● Work to complete
Look through the records and copy each line that has "GenerationConfig" in it.

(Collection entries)
+ + + + + + +
use std::path::PathBuf;
use thiserror::Error;

#[derive(Error, Debug)]
pub enum ExplainerError {
    #[error("Configuration error: {0}")]
    Config(#[from] ConfigError),

    #[error("Extraction error: {0}")]
    Extraction(#[from] ExtractionError),

    #[error("Generation service error: {0}")]
    Service(#[from] ServiceError),

    #[error("Storage error: {0}")]
    Storage(#[from] StorageError),

    #[error("Intake error: {0}")]
    Intake(#[from] IntakeError),

    #[error("Worker error: {0}")]
    Worker(#[from] WorkerError),

    #[error("Job store error: {0}")]
    Store(#[from] crate::jobs::StoreError),

    #[error("Database error: {0}")]
    Database(#[from] crate::db::DatabaseError),

    #[error("Secret error: {0}")]
    Secret(#[from] crate::secrets::SecretError),
}

#[derive(Error, Debug)]
pub enum ConfigError {
    #[error("Failed to read config file '{path}': {source}")]
    ReadFile {
        path: PathBuf,
        #[source]
        source: std::io::Error,
    },

    #[error("Failed to parse config JSON: {0}")]
    ParseJson(#[from] serde_json::Error),

    #[error("Config validation failed: {message}")]
    Validation { message: String },

    #[error("Schema validation failed: {errors}")]
    SchemaValidation { errors: String },

    #[error("Invalid rate limit: {requests} requests per {window_secs}s window")]
    InvalidRateLimit { requests: u32, window_secs: u64 },
}

#[derive(Error, Debug)]
pub enum ExtractionError {
    #[error("Failed to read document '{path}': {source}")]
    ReadDocument {
        path: PathBuf,
        #[source]
        source: std::io::Error,
    },

    #[error("Document is not a valid slide deck archive: {0}")]
    InvalidArchive(String),

    #[error("Missing archive part '{0}'")]
    MissingPart(String),

    #[error("Malformed XML in '{part}': {detail}")]
    MalformedXml { part: String, detail: String },

    #[error("Extraction task failed: {0}")]
    TaskFailed(String),
}

#[derive(Error, Debug, Clone)]
pub enum ServiceError {
    #[error("Request to generation service failed: {0}")]
    Transport(String),

    #[error("Generation service timed out after {secs}s")]
    Timeout { secs: u64 },

    #[error("Generation service throttled the request (HTTP 429)")]
    RateLimited,

    #[error("Generation service returned HTTP {status}: {body}")]
    Http { status: u16, body: String },

    #[error("Generation service rejected credentials (HTTP {status})")]
    Unauthorized { status: u16 },

    #[error("Malformed response from generation service: {0}")]
    MalformedResponse(String),

    #[error("Slide {slide}: generation failed after {attempts} attempts: {last}")]
    Exhausted {
        slide: usize,
        attempts: u32,
        last: Box<ServiceError>,
    },
}

impl ServiceError {
    /// Whether another attempt may succeed.
    pub fn is_retryable(&self) -> bool {
        match self {
            ServiceError::Transport(_) | ServiceError::Timeout { .. } | ServiceError::RateLimited => {
                true
            }
            ServiceError::Http { status, .. } => *status >= 500,
            ServiceError::Unauthorized { .. }
            | ServiceError::MalformedResponse(_)
            | ServiceError::Exhausted { .. } => false,
        }
    }
}

#[derive(Error, Debug)]
pub enum StorageError {
    #[error("Failed to create directory '{path}': {source}")]
    CreateDirectory {
        path: PathBuf,
        #[source]
        source: std::io::Error,
    },

    #[error("Failed to write file '{path}': {source}")]
    WriteFile {
        path: PathBuf,
        #[source]
        source: std::io::Error,
    },

    #[error("Failed to read file '{path}': {source}")]
    ReadFile {
        path: PathBuf,
        #[source]
        source: std::io::Error,
    },

    #[error("Failed to move file from '{from}' to '{to}': {source}")]
    MoveFile {
        from: PathBuf,
        to: PathBuf,
        #[source]
        source: std::io::Error,
    },

    #[error("File already exists: {0}")]
    FileExists(PathBuf),

    #[error("Failed to list directory '{path}': {source}")]
    ListDirectory {
        path: PathBuf,
        #[source]
        source: walkdir::Error,
    },

    #[error("Artifact '{path}' is not a JSON array of strings: {source}")]
    CorruptArtifact {
        path: PathBuf,
        #[source]
        source: serde_json::Error,
    },
}

#[derive(Error, Debug)]
pub enum IntakeError {
    #[error("No file name was supplied")]
    MissingName,

    #[error("Unsupported file type '{name}': only .pptx decks are accepted")]
    UnsupportedType { name: String },

    #[error("Uploaded file '{name}' is empty")]
    EmptyDocument { name: String },

    #[error("Failed to store upload: {0}")]
    Storage(#[from] StorageError),

    #[error("Failed to record upload: {0}")]
    Store(#[from] crate::jobs::StoreError),
}

#[derive(Error, Debug)]
pub enum WorkerError {
    #[error("Store inconsistency for job {uid}: {detail}")]
    StoreInconsistency { uid: String, detail: String },

    #[error("Scan failed: {0}")]
    ScanError(String),
}

pub type Result<T> = std::result::Result<T, ExplainerError>;
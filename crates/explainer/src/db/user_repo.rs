//! User repository: owners of uploaded decks, keyed by email.

use rusqlite::{params, OptionalExtension};

use super::{Database, DatabaseError};

/// Returns the id of the user with `email`, if one exists.
pub fn find_by_email(db: &Database, email: &str) -> Result<Option<i64>, DatabaseError> {
    db.with_conn(|conn| {
        let id = conn
            .query_row(
                "SELECT id FROM users WHERE email = ?1",
                params![email],
                |r| r.get(0),
            )
            .optional()?;
        Ok(id)
    })
}

/// Returns the email of the user with `id`, if one exists.
pub fn email_for_id(db: &Database, id: i64) -> Result<Option<String>, DatabaseError> {
    db.with_conn(|conn| {
        let email: Option<Option<String>> = conn
            .query_row("SELECT email FROM users WHERE id = ?1", params![id], |r| {
                r.get(0)
            })
            .optional()?;
        Ok(email.flatten())
    })
}

/// Returns the id of the user with `email`, creating the user if needed.
pub fn find_or_create(db: &Database, email: &str) -> Result<i64, DatabaseError> {
    db.with_conn(|conn| {
        conn.execute(
            "INSERT OR IGNORE INTO users (email) VALUES (?1)",
            params![email],
        )?;
        let id = conn.query_row(
            "SELECT id FROM users WHERE email = ?1",
            params![email],
            |r| r.get(0),
        )?;
        Ok(id)
    })
}

#[cfg(test)]
mod tests {
    use super::*;

    #[test]
    fn test_find_or_create_is_stable() {
        let db = Database::open_in_memory().unwrap();
        let first = find_or_create(&db, "ann@example.com").unwrap();
        let second = find_or_create(&db, "ann@example.com").unwrap();
        assert_eq!(first, second);

        let other = find_or_create(&db, "bob@example.com").unwrap();
        assert_ne!(first, other);
    }

    #[test]
    fn test_find_by_email() {
        let db = Database::open_in_memory().unwrap();
        assert!(find_by_email(&db, "ann@example.com").unwrap().is_none());

        let id = find_or_create(&db, "ann@example.com").unwrap();
        assert_eq!(find_by_email(&db, "ann@example.com").unwrap(), Some(id));
        assert_eq!(
            email_for_id(&db, id).unwrap().as_deref(),
            Some("ann@example.com")
        );
        assert!(email_for_id(&db, id + 100).unwrap().is_none());
    }
}
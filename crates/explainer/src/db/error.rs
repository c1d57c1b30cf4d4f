//! Errors raised by the job store's SQLite layer.

use std::path::PathBuf;

use rusqlite::ErrorCode;
use thiserror::Error;

#[derive(Error, Debug)]
pub enum DatabaseError {
    /// Another process kept the file locked past the busy timeout.
    #[error("Job store is locked by another process: {0}")]
    Busy(#[source] rusqlite::Error),

    #[error("Job store query failed: {0}")]
    Sqlite(#[source] rusqlite::Error),

    #[error("Cannot prepare job store location '{path}': {source}")]
    Io {
        path: PathBuf,
        #[source]
        source: std::io::Error,
    },

    #[error("Job store migration v{version} failed: {reason}")]
    Migration { version: u32, reason: String },

    /// The file was migrated by a newer build than this one.
    #[error("Job store schema v{found} is newer than supported v{supported}")]
    NewerSchema { found: u32, supported: u32 },

    #[error("Job store connection lock poisoned")]
    LockPoisoned,
}

impl DatabaseError {
    /// Whether the same operation may succeed if tried again later.
    pub fn is_transient(&self) -> bool {
        matches!(self, DatabaseError::Busy(_))
    }
}

impl From<rusqlite::Error> for DatabaseError {
    fn from(e: rusqlite::Error) -> Self {
        match e.sqlite_error_code() {
            Some(ErrorCode::DatabaseBusy | ErrorCode::DatabaseLocked) => DatabaseError::Busy(e),
            _ => DatabaseError::Sqlite(e),
        }
    }
}
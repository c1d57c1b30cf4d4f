use std::path::PathBuf;
use std::time::Duration;

use serde::{Deserialize, Serialize};

use crate::db::default_data_directory;

#[derive(Debug, Clone, Serialize, Deserialize)]
pub struct Config {
    pub version: String,
    #[serde(default = "default_data_dir")]
    pub data_directory: PathBuf,
    /// Defaults to `<data_directory>/explainer.db` when absent.
    #[serde(default)]
    pub database_path: Option<PathBuf>,
    #[serde(default = "default_poll_interval")]
    pub poll_interval_secs: u64,
    #[serde(default)]
    pub rate_limit: RateLimitConfig,
    #[serde(default)]
    pub generation: GenerationConfig,
}

fn default_data_dir() -> PathBuf {
    default_data_directory().unwrap_or_else(|| PathBuf::from(".explainer").join("data"))
}

fn default_poll_interval() -> u64 {
    10
}

impl Default for Config {
    fn default() -> Self {
        Self {
            version: "1.0".to_string(),
            data_directory: default_data_dir(),
            database_path: None,
            poll_interval_secs: default_poll_interval(),
            rate_limit: RateLimitConfig::default(),
            generation: GenerationConfig::default(),
        }
    }
}

impl Config {
    /// A default configuration rooted at `data_directory`.
    pub fn with_data_directory(data_directory: impl Into<PathBuf>) -> Self {
        Self {
            data_directory: data_directory.into(),
            ..Self::default()
        }
    }

    pub fn database_path(&self) -> PathBuf {
        self.database_path
            .clone()
            .unwrap_or_else(|| self.data_directory.join("explainer.db"))
    }

    pub fn poll_interval(&self) -> Duration {
        Duration::from_secs(self.poll_interval_secs)
    }
}

#[derive(Debug, Clone, Serialize, Deserialize)]
pub struct RateLimitConfig {
    #[serde(default = "default_requests_per_window")]
    pub requests_per_window: u32,
    #[serde(default = "default_window_secs")]
    pub window_secs: u64,
}

fn default_requests_per_window() -> u32 {
    3
}

fn default_window_secs() -> u64 {
    60
}

impl Default for RateLimitConfig {
    fn default() -> Self {
        Self {
            requests_per_window: default_requests_per_window(),
            window_secs: default_window_secs(),
        }
    }
}

impl RateLimitConfig {
    pub fn window(&self) -> Duration {
        Duration::from_secs(self.window_secs)
    }
}

#[derive(Debug, Clone, Serialize, Deserialize)]
pub struct GenerationConfig {
    #[serde(default = "default_endpoint")]
    pub endpoint: String,
    #[serde(default = "default_model")]
    pub model: String,
    #[serde(default = "default_prompt_prefix")]
    pub prompt_prefix: String,
    #[serde(default, skip_serializing)]
    pub api_key: Option<String>,
    #[serde(default)]
    pub api_key_file: Option<String>,
    #[serde(default = "default_api_key_env")]
    pub api_key_env: Option<String>,
    #[serde(default = "default_max_retries")]
    pub max_retries: u32,
    #[serde(default = "default_retry_backoff_ms")]
    pub retry_backoff_ms: u64,
    #[serde(default = "default_timeout_secs")]
    pub timeout_secs: u64,
}

fn default_endpoint() -> String {
    "https://api.openai.com/v1".to_string()
}

fn default_model() -> String {
    "gpt-3.5-turbo".to_string()
}

fn default_prompt_prefix() -> String {
    "please explain me this slide: ".to_string()
}

fn default_api_key_env() -> Option<String> {
    Some("API_KEY".to_string())
}

fn default_max_retries() -> u32 {
    3
}

fn default_retry_backoff_ms() -> u64 {
    500
}

fn default_timeout_secs() -> u64 {
    60
}

impl Default for GenerationConfig {
    fn default() -> Self {
        Self {
            endpoint: default_endpoint(),
            model: default_model(),
            prompt_prefix: default_prompt_prefix(),
            api_key: None,
            api_key_file: None,
            api_key_env: default_api_key_env(),
            max_retries: default_max_retries(),
            retry_backoff_ms: default_retry_backoff_ms(),
            timeout_secs: default_timeout_secs(),
        }
    }
}

impl GenerationConfig {
    pub fn retry_policy(&self) -> crate::generate::RetryPolicy {
        crate::generate::RetryPolicy {
            max_retries: self.max_retries,
            base_backoff: Duration::from_millis(self.retry_backoff_ms),
        }
    }

    pub fn timeout(&self) -> Duration {
        Duration::from_secs(self.timeout_secs)
    }

    /// Resolves the API key from the configured sources.
    pub fn api_key(&self) -> Result<secrecy::SecretString, crate::secrets::SecretError> {
        crate::secrets::resolve_secret(
            self.api_key.as_deref(),
            self.api_key_file.as_deref(),
            self.api_key_env.as_deref(),
        )
    }
}
//! The worker loop: discovers pending jobs and drives them to a terminal
//! status.

pub mod error;
pub mod runner;
pub mod scan;

pub use error::JobError;
pub use runner::{Outcome, PassSummary, Worker};
pub use scan::{reconcile, scan, Action, ScanReport, WorkItem};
+ + + + + + +
● Response for this exercise
    pub generation: GenerationConfig,
            generation: GenerationConfig::default(),
pub struct GenerationConfig {
impl Default for GenerationConfig {
impl GenerationConfig {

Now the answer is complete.